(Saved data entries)
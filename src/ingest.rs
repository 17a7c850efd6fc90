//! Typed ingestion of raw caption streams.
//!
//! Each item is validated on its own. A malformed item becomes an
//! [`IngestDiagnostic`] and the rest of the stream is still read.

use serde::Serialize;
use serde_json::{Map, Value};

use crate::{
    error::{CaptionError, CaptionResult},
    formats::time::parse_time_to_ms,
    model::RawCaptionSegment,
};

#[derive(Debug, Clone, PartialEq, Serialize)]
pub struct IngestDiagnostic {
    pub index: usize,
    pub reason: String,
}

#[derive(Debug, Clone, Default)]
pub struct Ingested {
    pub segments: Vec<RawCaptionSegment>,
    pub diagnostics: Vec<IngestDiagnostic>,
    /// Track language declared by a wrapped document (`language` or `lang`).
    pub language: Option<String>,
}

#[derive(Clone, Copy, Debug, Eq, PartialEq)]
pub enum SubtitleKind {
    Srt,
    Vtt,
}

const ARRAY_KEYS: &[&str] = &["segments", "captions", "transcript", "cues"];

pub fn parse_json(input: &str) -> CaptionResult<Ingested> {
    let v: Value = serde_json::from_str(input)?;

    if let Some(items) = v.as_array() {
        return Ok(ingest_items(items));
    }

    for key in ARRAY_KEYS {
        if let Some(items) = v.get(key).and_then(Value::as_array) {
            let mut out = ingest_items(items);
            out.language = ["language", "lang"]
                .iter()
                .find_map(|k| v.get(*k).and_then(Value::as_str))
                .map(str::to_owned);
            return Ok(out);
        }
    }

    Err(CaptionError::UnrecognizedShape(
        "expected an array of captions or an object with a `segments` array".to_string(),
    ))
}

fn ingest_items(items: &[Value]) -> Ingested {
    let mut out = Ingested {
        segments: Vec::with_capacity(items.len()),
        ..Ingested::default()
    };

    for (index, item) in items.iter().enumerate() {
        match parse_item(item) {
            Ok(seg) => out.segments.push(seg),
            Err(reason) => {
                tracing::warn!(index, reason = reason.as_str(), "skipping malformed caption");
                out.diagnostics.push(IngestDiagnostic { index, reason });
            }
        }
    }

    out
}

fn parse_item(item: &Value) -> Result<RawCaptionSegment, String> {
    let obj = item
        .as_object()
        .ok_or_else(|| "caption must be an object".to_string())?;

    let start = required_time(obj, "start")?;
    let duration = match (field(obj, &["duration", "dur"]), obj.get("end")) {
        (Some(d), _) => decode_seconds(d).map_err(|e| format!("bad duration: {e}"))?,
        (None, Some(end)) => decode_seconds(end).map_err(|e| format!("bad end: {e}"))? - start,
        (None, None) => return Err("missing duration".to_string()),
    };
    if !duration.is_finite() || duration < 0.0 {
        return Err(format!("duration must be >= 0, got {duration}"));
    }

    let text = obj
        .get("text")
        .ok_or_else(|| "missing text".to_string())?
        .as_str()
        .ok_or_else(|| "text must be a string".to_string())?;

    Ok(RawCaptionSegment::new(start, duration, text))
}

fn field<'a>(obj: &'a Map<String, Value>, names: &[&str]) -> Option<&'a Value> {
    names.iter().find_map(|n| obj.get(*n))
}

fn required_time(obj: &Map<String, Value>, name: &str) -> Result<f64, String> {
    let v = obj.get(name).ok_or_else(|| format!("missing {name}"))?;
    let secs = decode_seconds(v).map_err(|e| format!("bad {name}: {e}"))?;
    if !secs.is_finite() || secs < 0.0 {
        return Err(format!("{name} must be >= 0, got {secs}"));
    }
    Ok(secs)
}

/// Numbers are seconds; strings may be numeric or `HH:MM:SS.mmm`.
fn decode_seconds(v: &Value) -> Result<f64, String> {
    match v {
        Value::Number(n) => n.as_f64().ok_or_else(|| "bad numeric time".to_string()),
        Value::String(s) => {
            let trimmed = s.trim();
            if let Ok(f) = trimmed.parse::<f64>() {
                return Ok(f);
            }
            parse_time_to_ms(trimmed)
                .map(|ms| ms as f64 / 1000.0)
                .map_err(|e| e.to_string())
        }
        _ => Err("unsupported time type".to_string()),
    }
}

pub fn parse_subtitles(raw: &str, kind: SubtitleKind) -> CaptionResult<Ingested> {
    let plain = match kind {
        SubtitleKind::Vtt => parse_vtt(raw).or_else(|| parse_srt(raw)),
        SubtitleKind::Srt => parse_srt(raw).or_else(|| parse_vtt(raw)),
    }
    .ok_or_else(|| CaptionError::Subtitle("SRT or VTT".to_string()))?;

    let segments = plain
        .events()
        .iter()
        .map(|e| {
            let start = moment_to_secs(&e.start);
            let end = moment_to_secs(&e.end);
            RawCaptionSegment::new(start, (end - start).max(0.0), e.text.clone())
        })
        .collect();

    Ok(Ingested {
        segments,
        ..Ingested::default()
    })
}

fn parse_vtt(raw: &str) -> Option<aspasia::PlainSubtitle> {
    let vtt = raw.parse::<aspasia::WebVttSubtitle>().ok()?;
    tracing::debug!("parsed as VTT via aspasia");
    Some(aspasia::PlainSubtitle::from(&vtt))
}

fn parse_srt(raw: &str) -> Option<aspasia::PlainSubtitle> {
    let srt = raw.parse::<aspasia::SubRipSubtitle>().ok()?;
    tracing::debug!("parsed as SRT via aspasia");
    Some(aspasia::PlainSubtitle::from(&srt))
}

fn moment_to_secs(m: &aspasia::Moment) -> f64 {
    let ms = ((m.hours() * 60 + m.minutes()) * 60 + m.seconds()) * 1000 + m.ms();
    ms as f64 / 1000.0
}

> [WHAT YOU SHOULD DO]:
Copy all of the data above, character for character.

> [SOLUTION TO THE PROBLEM]:
filename src/ingest.rs
repository 17a7c850efd6fc90
//! Typed ingestion of raw caption streams.
//!
//! Each item is validated on its own. A malformed item becomes an
//! [`IngestDiagnostic`] and the rest of the stream is still read.

use serde::Serialize;
use serde_json::{Map, Value};

use crate::{
    error::{CaptionError, CaptionResult},
    formats::time::parse_time_to_ms,
    model::RawCaptionSegment,
};

#[derive(Debug, Clone, PartialEq, Serialize)]
pub struct IngestDiagnostic {
    pub index: usize,
    pub reason: String,
}

#[derive(Debug, Clone, Default)]
pub struct Ingested {
    pub segments: Vec<RawCaptionSegment>,
    pub diagnostics: Vec<IngestDiagnostic>,
    /// Track language declared by a wrapped document (`language` or `lang`).
    pub language: Option<String>,
}

#[derive(Clone, Copy, Debug, Eq, PartialEq)]
pub enum SubtitleKind {
    Srt,
    Vtt,
}

const ARRAY_KEYS: &[&str] = &["segments", "captions", "transcript", "cues"];

pub fn parse_json(input: &str) -> CaptionResult<Ingested> {
    let v: Value = serde_json::from_str(input)?;

    if let Some(items) = v.as_array() {
        return Ok(ingest_items(items));
    }

    for key in ARRAY_KEYS {
        if let Some(items) = v.get(key).and_then(Value::as_array) {
            let mut out = ingest_items(items);
            out.language = ["language", "lang"]
                .iter()
                .find_map(|k| v.get(*k).and_then(Value::as_str))
                .map(str::to_owned);
            return Ok(out);
        }
    }

    Err(CaptionError::UnrecognizedShape(
        "expected an array of captions or an object with a `segments` array".to_string(),
    ))
}

fn ingest_items(items: &[Value]) -> Ingested {
    let mut out = Ingested {
        segments: Vec::with_capacity(items.len()),
        ..Ingested::default()
    };

    for (index, item) in items.iter().enumerate() {
        match parse_item(item) {
            Ok(seg) => out.segments.push(seg),
            Err(reason) => {
                tracing::warn!(index, reason = reason.as_str(), "skipping malformed caption");
                out.diagnostics.push(IngestDiagnostic { index, reason });
            }
        }
    }

    out
}

fn parse_item(item: &Value) -> Result<RawCaptionSegment, String> {
    let obj = item
        .as_object()
        .ok_or_else(|| "caption must be an object".to_string())?;

    let start = required_time(obj, "start")?;
    let duration = match (field(obj, &["duration", "dur"]), obj.get("end")) {
        (Some(d), _) => decode_seconds(d).map_err(|e| format!("bad duration: {e}"))?,
        (None, Some(end)) => decode_seconds(end).map_err(|e| format!("bad end: {e}"))? - start,
        (None, None) => return Err("missing duration".to_string()),
    };
    if !duration.is_finite() || duration < 0.0 {
        return Err(format!("duration must be >= 0, got {duration}"));
    }

    let text = obj
        .get("text")
        .ok_or_else(|| "missing text".to_string())?
        .as_str()
        .ok_or_else(|| "text must be a string".to_string())?;

    Ok(RawCaptionSegment::new(start, duration, text))
}

fn field<'a>(obj: &'a Map<String, Value>, names: &[&str]) -> Option<&'a Value> {
    names.iter().find_map(|n| obj.get(*n))
}

fn required_time(obj: &Map<String, Value>, name: &str) -> Result<f64, String> {
    let v = obj.get(name).ok_or_else(|| format!("missing {name}"))?;
    let secs = decode_seconds(v).map_err(|e| format!("bad {name}: {e}"))?;
    if !secs.is_finite() || secs < 0.0 {
        return Err(format!("{name} must be >= 0, got {secs}"));
    }
    Ok(secs)
}

/// Numbers are seconds; strings may be numeric or `HH:MM:SS.mmm`.
fn decode_seconds(v: &Value) -> Result<f64, String> {
    match v {
        Value::Number(n) => n.as_f64().ok_or_else(|| "bad numeric time".to_string()),
        Value::String(s) => {
            let trimmed = s.trim();
            if let Ok(f) = trimmed.parse::<f64>() {
                return Ok(f);
            }
            parse_time_to_ms(trimmed)
                .map(|ms| ms as f64 / 1000.0)
                .map_err(|e| e.to_string())
        }
        _ => Err("unsupported time type".to_string()),
    }
}

pub fn parse_subtitles(raw: &str, kind: SubtitleKind) -> CaptionResult<Ingested> {
    let plain = match kind {
        SubtitleKind::Vtt => parse_vtt(raw).or_else(|| parse_srt(raw)),
        SubtitleKind::Srt => parse_srt(raw).or_else(|| parse_vtt(raw)),
    }
    .ok_or_else(|| CaptionError::Subtitle("SRT or VTT".to_string()))?;

    let segments = plain
        .events()
        .iter()
        .map(|e| {
            let start = moment_to_secs(&e.start);
            let end = moment_to_secs(&e.end);
            RawCaptionSegment::new(start, (end - start).max(0.0), e.text.clone())
        })
        .collect();

    Ok(Ingested {
        segments,
        ..Ingested::default()
    })
}

fn parse_vtt(raw: &str) -> Option<aspasia::PlainSubtitle> {
    let vtt = raw.parse::<aspasia::WebVttSubtitle>().ok()?;
    tracing::debug!("parsed as VTT via aspasia");
    Some(aspasia::PlainSubtitle::from(&vtt))
}

fn parse_srt(raw: &str) -> Option<aspasia::PlainSubtitle> {
    let srt = raw.parse::<aspasia::SubRipSubtitle>().ok()?;
    tracing::debug!("parsed as SRT via aspasia");
    Some(aspasia::PlainSubtitle::from(&srt))
}

fn moment_to_secs(m: &aspasia::Moment) -> f64 {
    let ms = ((m.hours() * 60 + m.minutes()) * 60 + m.seconds()) * 1000 + m.ms();
    ms as f64 / 1000.0
}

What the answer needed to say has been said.